Bau- und Umweltausschuss: Keine Empfehlung an den Rat
Gesondertes Verfahren für Windenergieanlagen

sp Wilnsdorf. Die Windenergie steht zurzeit ganz oben auf der Agenda der Gemeinde Wilnsdorf. Wie berichtet, plant die Verwaltung mit insgesamt drei neuen Windkraftanlagen in den Gemarkungen Gernsdorf und Rudersdorf, da es hier bereits Gespräche mit einem interessierten Investor gegeben habe. In einer Pressemitteilung hatte die Gemeinde kürzlich mitgeteilt, dass ein gesondertes Verfahren möglich sei, um ein Planungsrecht zu schaffen.

Artenschutz: Schwarzstorch und Rotmilan

In der jüngsten Sitzung des Bau- und Umweltausschusses erklärte Martin Klöckner, Fachbereichsleiter für Bauen und Umwelt, noch einmal die „komplizierte Materie“. Die nötige Änderung des Flächennutzungsplanes sei bereits 2015 eingeleitet worden.
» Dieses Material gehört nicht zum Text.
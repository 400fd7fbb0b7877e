//! Scenarios covering the pet catalog endpoints
//!
//! Every scenario signs in on its own, the way a fresh test session would,
//! so no scenario depends on a key obtained by another one.

use super::{corrupted, expect_forbidden, expect_rejected, fixtures};
use crate::core::client::PetFriendsClient;
use crate::core::config::Credentials;
use crate::core::constants::filter;
use crate::models::auth::ApiKey;
use crate::models::pet::PetList;
use anyhow::{ensure, Context, Result};

/// Listing the whole catalog returns a non-empty pet list
pub async fn list_all_pets_with_valid_key(
    client: &PetFriendsClient,
    account: &Credentials,
) -> Result<()> {
    let auth_key = sign_in(client, account).await?;
    let pets = client.list_pets(&auth_key, filter::ALL_PETS).await?;
    ensure!(!pets.pets.is_empty(), "pet catalog is empty");
    Ok(())
}

/// Listing `my_pets` returns a non-empty list for a seeded account
pub async fn list_my_pets_with_valid_key(
    client: &PetFriendsClient,
    account: &Credentials,
) -> Result<()> {
    let auth_key = sign_in(client, account).await?;
    let my_pets = client.list_pets(&auth_key, filter::MY_PETS).await?;
    ensure!(!my_pets.pets.is_empty(), "account owns no pets");
    Ok(())
}

/// A corrupted key is answered with 403
pub async fn list_pets_with_invalid_key(
    client: &PetFriendsClient,
    account: &Credentials,
) -> Result<()> {
    let auth_key = sign_in(client, account).await?;
    expect_forbidden(
        client
            .list_pets(&corrupted(&auth_key), filter::ALL_PETS)
            .await,
        "pet listing with a corrupted key",
    )
}

/// Creating a pet with valid data echoes the submitted name back
pub async fn add_pet_with_valid_data(
    client: &PetFriendsClient,
    account: &Credentials,
) -> Result<()> {
    let auth_key = sign_in(client, account).await?;
    let pet = client
        .add_pet(&auth_key, "Oleg", "tabby cat", "2", fixtures::jpeg_photo())
        .await?;
    ensure!(
        pet.name == "Oleg",
        "service echoed name {:?} instead of the submitted one",
        pet.name
    );
    Ok(())
}

/// A non-image photo must be rejected per the documented JPG/JPEG/PNG rule
///
/// The live service is known to accept arbitrary content anyway, so this
/// scenario fails against it. It encodes the documented behavior, not the
/// observed one.
pub async fn add_pet_with_invalid_photo_format(
    client: &PetFriendsClient,
    account: &Credentials,
) -> Result<()> {
    let auth_key = sign_in(client, account).await?;
    expect_rejected(
        client
            .add_pet(&auth_key, "Oleg", "tabby cat", "2", fixtures::pdf_photo())
            .await,
        "pet creation with a PDF photo",
    )
}

/// Creating a pet without a photo leaves the photo field empty
pub async fn add_pet_without_photo(
    client: &PetFriendsClient,
    account: &Credentials,
) -> Result<()> {
    let auth_key = sign_in(client, account).await?;
    let pet = client
        .add_pet_without_photo(&auth_key, "Busya", "sphynx", "1")
        .await?;
    ensure!(
        pet.name == "Busya",
        "service echoed name {:?} instead of the submitted one",
        pet.name
    );
    ensure!(
        pet.pet_photo.is_empty(),
        "a pet created without a photo came back with one"
    );
    Ok(())
}

/// Attaching a photo to an own pet fills its photo field
pub async fn set_photo_on_own_pet(
    client: &PetFriendsClient,
    account: &Credentials,
) -> Result<()> {
    let auth_key = sign_in(client, account).await?;
    let created = client
        .add_pet_without_photo(&auth_key, "Busya", "sphynx", "1")
        .await?;
    let updated = client
        .set_pet_photo(&auth_key, &created.id, fixtures::jpeg_photo())
        .await?;
    ensure!(!updated.pet_photo.is_empty(), "photo was not attached");
    Ok(())
}

/// Updating the first own pet echoes the new name back
pub async fn update_own_pet_info(
    client: &PetFriendsClient,
    account: &Credentials,
) -> Result<()> {
    let auth_key = sign_in(client, account).await?;
    let my_pets = my_pets(client, &auth_key).await?;
    let pet = my_pets
        .pets
        .first()
        .context("account has no pets to update")?;

    let updated = client
        .update_pet(&auth_key, &pet.id, "Oleg", "iguana", "3")
        .await?;
    ensure!(
        updated.name == "Oleg",
        "service echoed name {:?} instead of the updated one",
        updated.name
    );
    Ok(())
}

/// Updating a pet id the service never issued must fail
pub async fn update_nonexistent_pet(
    client: &PetFriendsClient,
    account: &Credentials,
) -> Result<()> {
    let auth_key = sign_in(client, account).await?;
    let my_pets = my_pets(client, &auth_key).await?;
    let pet_id = missing_pet_id(&my_pets);

    expect_rejected(
        client
            .update_pet(&auth_key, &pet_id, "Oleg", "iguana", "7")
            .await,
        "update of a nonexistent pet",
    )
}

/// Updating with a corrupted key must fail even for an existing pet
pub async fn update_pet_with_invalid_key(
    client: &PetFriendsClient,
    account: &Credentials,
) -> Result<()> {
    let auth_key = sign_in(client, account).await?;
    let my_pets = my_pets(client, &auth_key).await?;
    let pet = my_pets
        .pets
        .first()
        .context("account has no pets to update")?;

    expect_rejected(
        client
            .update_pet(&corrupted(&auth_key), &pet.id, "Oleg", "iguana", "7")
            .await,
        "pet update with a corrupted key",
    )
}

/// Deleting an own pet removes it from the `my_pets` listing
///
/// Seeds a pet first when the account owns none, like the original suite.
pub async fn delete_own_pet(client: &PetFriendsClient, account: &Credentials) -> Result<()> {
    let auth_key = sign_in(client, account).await?;

    let mut list = my_pets(client, &auth_key).await?;
    if list.pets.is_empty() {
        client
            .add_pet(&auth_key, "Zahar", "mantis", "3", fixtures::jpeg_photo())
            .await?;
        list = my_pets(client, &auth_key).await?;
    }

    let pet_id = list
        .pets
        .first()
        .context("account still owns no pets after seeding")?
        .id
        .clone();

    client.delete_pet(&auth_key, &pet_id).await?;

    let remaining = my_pets(client, &auth_key).await?;
    ensure!(
        remaining.pets.iter().all(|pet| pet.id != pet_id),
        "deleted pet {} is still listed",
        pet_id
    );
    Ok(())
}

/// Deleting a pet id the service never issued must fail
pub async fn delete_nonexistent_pet(
    client: &PetFriendsClient,
    account: &Credentials,
) -> Result<()> {
    let auth_key = sign_in(client, account).await?;
    let my_pets = my_pets(client, &auth_key).await?;
    let pet_id = missing_pet_id(&my_pets);

    expect_rejected(
        client.delete_pet(&auth_key, &pet_id).await,
        "deletion of a nonexistent pet",
    )
}

/// Deleting with a corrupted key must fail
pub async fn delete_pet_with_invalid_key(
    client: &PetFriendsClient,
    account: &Credentials,
) -> Result<()> {
    let auth_key = sign_in(client, account).await?;
    let my_pets = my_pets(client, &auth_key).await?;
    let pet_id = missing_pet_id(&my_pets);

    expect_rejected(
        client.delete_pet(&corrupted(&auth_key), &pet_id).await,
        "pet deletion with a corrupted key",
    )
}

async fn sign_in(client: &PetFriendsClient, account: &Credentials) -> Result<ApiKey> {
    let api_key = client
        .get_api_key(&account.email, &account.password)
        .await
        .context("could not sign in with the configured account")?;
    Ok(api_key)
}

async fn my_pets(client: &PetFriendsClient, auth_key: &ApiKey) -> Result<PetList> {
    let list = client
        .list_pets(auth_key, filter::MY_PETS)
        .await
        .context("could not list own pets")?;
    Ok(list)
}

/// Derive an id the service has never issued
///
/// The original suite appends a character to a real id; fall back to a fixed
/// bogus id when the account owns nothing.
fn missing_pet_id(my_pets: &PetList) -> String {
    my_pets
        .pets
        .first()
        .map(|pet| format!("{}1", pet.id))
        .unwrap_or_else(|| "00000000-0000-0000-0000-000000000000".to_string())
}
Das Material dafür, z. B. aus den Artenschutzüberprüfungen, müsse noch zusammengestellt werden. Auf der Kalteiche habe es „ergänzende Feststellungen“ gegeben. Von ehrenamtlichen Naturschützern seien Hinweise eingegangen, denen nachgegangen werden müsste. Nach der Artenschutzprüfung habe sich im benachbarten Hessen der Schwarzstorch angesiedelt und es gebe erhebliche Flugbewegungen des Rotmilans. „Damit muss man sich auseinandersetzen.“ Daher sei das getrennte Verfahren für die Gernsbacher/Tiefenrother Höhe sinnvoll.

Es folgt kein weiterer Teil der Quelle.